In the 1980s, when President Reagan signed the 1986 Immigration Reform and Control Act, it was at least partially at the urging of California farm groups who, by then, had helped Reagan win four elections—two for California governor, and two for president. One of the major proponents of what the bill’s detractors called “amnesty” was California Republican Sen. Pete Wilson, who enjoyed the support of immigration-loving Golden State big business.
In the 1990s, things changed for the worse. As the economy soured, Californians began to think in terms of limited resources and came to see migration as a zero sum game. By then, Wilson had been elected governor and morphed into a restrictionist. In his 1994 reelection, he championed Proposition 187—a spiteful ballot initiative that would have denied education, welfare, and non-emergency health care to illegal immigrants and their children.
Voters approved the measure, but a federal judge struck it down as unconstitutional since the federal government is exclusively responsible for controlling immigration. Just this week, in fact, California went through a cleansing of sorts. In a largely symbolic move, Gov.
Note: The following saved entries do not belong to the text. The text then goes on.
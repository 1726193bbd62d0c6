//! Application layer services implementing business logic.
//!
//! Services orchestrate registry calls, validation and event logging, and
//! provide a clean API for HTTP handlers.
//!
//! # Available Services
//!
//! - [`services::link_service::LinkService`] - Batch link creation and removal
//! - [`services::redirect_service::RedirectService`] - Short code resolution and click recording
//! - [`services::stats_service::StatsService`] - Analytics over the registry

pub mod services;
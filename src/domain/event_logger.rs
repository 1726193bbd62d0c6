//! Fire-and-forget handle for emitting structured application events.

use tokio::sync::mpsc::{self, error::TrySendError};

use super::log_event::{LogEntry, LogLevel, LogPackage};

/// Cloneable handle used by services and handlers to emit events.
///
/// Every event is written to the local `tracing` output and, when remote
/// logging is enabled, queued for the background log worker with
/// `try_send`. The caller never waits on delivery and never learns whether it
/// succeeded; a full or closed queue drops the entry.
///
/// # Usage Flow
///
/// 1. A service calls [`EventLogger::log`]
/// 2. The entry is mirrored to `tracing` and pushed onto the channel
/// 3. [`crate::domain::log_worker::run_log_worker`] posts it to the collector
#[derive(Debug, Clone)]
pub struct EventLogger {
    sender: Option<mpsc::Sender<LogEntry>>,
}

impl EventLogger {
    /// Creates a logger that forwards entries to the log worker.
    pub fn new(sender: mpsc::Sender<LogEntry>) -> Self {
        Self {
            sender: Some(sender),
        }
    }

    /// Creates a logger that only writes to `tracing`.
    pub fn local_only() -> Self {
        Self { sender: None }
    }

    /// Emits a backend event.
    pub fn log(&self, level: LogLevel, package: LogPackage, message: impl Into<String>) {
        let entry = LogEntry::backend(level, package, message);

        match entry.level {
            LogLevel::Debug => tracing::debug!(package = %entry.package, "{}", entry.message),
            LogLevel::Info => tracing::info!(package = %entry.package, "{}", entry.message),
            LogLevel::Warn => tracing::warn!(package = %entry.package, "{}", entry.message),
            LogLevel::Error => tracing::error!(package = %entry.package, "{}", entry.message),
            LogLevel::Fatal => {
                tracing::error!(package = %entry.package, fatal = true, "{}", entry.message)
            }
        }

        let Some(sender) = &self.sender else {
            return;
        };

        match sender.try_send(entry) {
            Ok(()) => {}
            Err(TrySendError::Full(_)) => tracing::debug!("Log queue full, entry dropped"),
            Err(TrySendError::Closed(_)) => tracing::debug!("Log queue closed, entry dropped"),
        }
    }

    pub fn info(&self, package: LogPackage, message: impl Into<String>) {
        self.log(LogLevel::Info, package, message);
    }

    pub fn warn(&self, package: LogPackage, message: impl Into<String>) {
        self.log(LogLevel::Warn, package, message);
    }

    pub fn error(&self, package: LogPackage, message: impl Into<String>) {
        self.log(LogLevel::Error, package, message);
    }

    /// Returns true if entries are forwarded to a log worker.
    pub fn is_remote(&self) -> bool {
        self.sender.is_some()
    }

    /// Returns `(closed, free_capacity)` of the queue, if there is one.
    pub fn queue_status(&self) -> Option<(bool, usize)> {
        self.sender
            .as_ref()
            .map(|sender| (sender.is_closed(), sender.capacity()))
    }
}
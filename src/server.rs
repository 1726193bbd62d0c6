//! HTTP server initialization and runtime setup.
//!
//! Handles registry creation, log worker spawning, and Axum server lifecycle.

use crate::config::Config;
use crate::domain::event_logger::EventLogger;
use crate::domain::log_worker::run_log_worker;
use crate::infrastructure::persistence::InMemoryLinkRepository;
use crate::infrastructure::remote_log::{HttpLogTransport, LogTransport, NullLogTransport};
use crate::routes::app_router;
use crate::state::AppState;

use anyhow::{Context, Result};
use axum::ServiceExt;
use axum::extract::Request;
use std::net::SocketAddr;
use std::sync::Arc;
use std::time::Duration;
use tokio::sync::mpsc;

/// Runs the HTTP server with the given configuration.
///
/// Initializes:
/// - In-memory link registry
/// - Remote log transport (or NullLogTransport fallback)
/// - Background log worker
/// - Axum HTTP server with graceful shutdown
///
/// # Errors
///
/// Returns an error if:
/// - The listen address is invalid
/// - Server bind fails
/// - Server runtime error occurs
pub async fn run(config: Config) -> Result<()> {
    let link_repository = Arc::new(InMemoryLinkRepository::new());

    let transport = build_transport(&config);

    let events = if transport.is_enabled() {
        let (log_tx, log_rx) = mpsc::channel(config.log_queue_capacity);

        tokio::spawn(run_log_worker(log_rx, transport));
        tracing::info!("Log worker started");

        EventLogger::new(log_tx)
    } else {
        EventLogger::local_only()
    };

    if !events.is_remote() {
        tracing::info!("Remote logging disabled, events go to local log only");
    }

    let state = AppState::new(
        link_repository,
        events,
        config.base_url.clone(),
        config.default_validity_minutes,
    );

    let app = app_router(state);

    let addr: SocketAddr = config
        .listen_addr
        .parse()
        .with_context(|| format!("Invalid listen address '{}'", config.listen_addr))?;
    let listener = tokio::net::TcpListener::bind(addr)
        .await
        .with_context(|| format!("Failed to bind {addr}"))?;
    tracing::info!("Listening on http://{addr}");

    axum::serve(listener, ServiceExt::<Request>::into_make_service(app))
        .with_graceful_shutdown(shutdown_signal())
        .await?;

    tracing::info!("Server stopped");

    Ok(())
}

/// Picks the log transport for the configured collector.
///
/// Falls back to [`NullLogTransport`] when no collector is configured or the
/// HTTP client cannot be built.
fn build_transport(config: &Config) -> Arc<dyn LogTransport> {
    let (Some(endpoint), Some(token)) = (&config.log_endpoint, &config.log_token) else {
        return Arc::new(NullLogTransport::new());
    };

    match HttpLogTransport::new(
        endpoint.clone(),
        token.clone(),
        Duration::from_secs(config.log_timeout_seconds),
    ) {
        Ok(transport) => {
            tracing::info!("Remote logging enabled ({})", endpoint);
            Arc::new(transport)
        }
        Err(e) => {
            tracing::warn!(
                "Failed to build log transport: {}. Using NullLogTransport.",
                e
            );
            Arc::new(NullLogTransport::new())
        }
    }
}

/// Resolves on Ctrl+C or SIGTERM.
async fn shutdown_signal() {
    let ctrl_c = async {
        if let Err(e) = tokio::signal::ctrl_c().await {
            tracing::error!("Failed to listen for Ctrl+C: {}", e);
        }
    };

    #[cfg(unix)]
    let terminate = async {
        match tokio::signal::unix::signal(tokio::signal::unix::SignalKind::terminate()) {
            Ok(mut signal) => {
                signal.recv().await;
            }
            Err(e) => {
                tracing::error!("Failed to listen for SIGTERM: {}", e);
                std::future::pending::<()>().await;
            }
        }
    };

    #[cfg(not(unix))]
    let terminate = std::future::pending::<()>();

    tokio::select! {
        () = ctrl_c => {},
        () = terminate => {},
    }

    tracing::info!("Shutdown signal received");
}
Jerry Brown signed a bill—SB396—deleting from state statutes unenforceable remnants of Proposition 187. You could say the state is doing penance for past sins.
Also in 1994, President Bill Clinton, refusing to let Democrats be portrayed by Republicans as soft on illegal immigration, deployed more border patrol agents, built more fencing, and militarized the border south of San Diego with Operation Gatekeeper. The crackdown funneled more migrants through the Arizona desert, and many of them settled in the Grand Canyon State, where they were quickly gobbled up by employers to do the sort of hard and dirty jobs that U.S. citizens in Arizona didn’t want to do. So many migrants put down roots there, in fact, that, in 2010, the Arizona legislature passed Senate Bill 1070, which required local police to enforce federal immigration law and essentially legalized ethnic profiling of Latinos.
Today, many Californians feel ambivalent about illegal immigration. They’re under no delusions about how dependent they’ve become on a phenomenon they used to decry. They don’t really believe that the kid making lattes at Starbucks, the one with all the body piercings, is going to rush out and pick plums in 100-degree heat. And, on the home front, they’ve probably figured out that—when they come home after dark, and the lawn is perfectly manicured—it’s not the work of elves.
But, as this study makes clear, if the Golden State didn’t have illegal immigrants, it would have to invent them. And if California’s industries suddenly had to rely on a completely legal workforce and couldn’t hire another undocumented person, many of them would be out of business.
Is that a good thing? Is it a bad thing? What does it matter? It’s the truth.
When the conversation turns to illegal immigrants, many Americans don’t want to accept the truth. And Californians are no different. That’s their prerogative. But they should at least be able to recognize it when it is staring them in the face.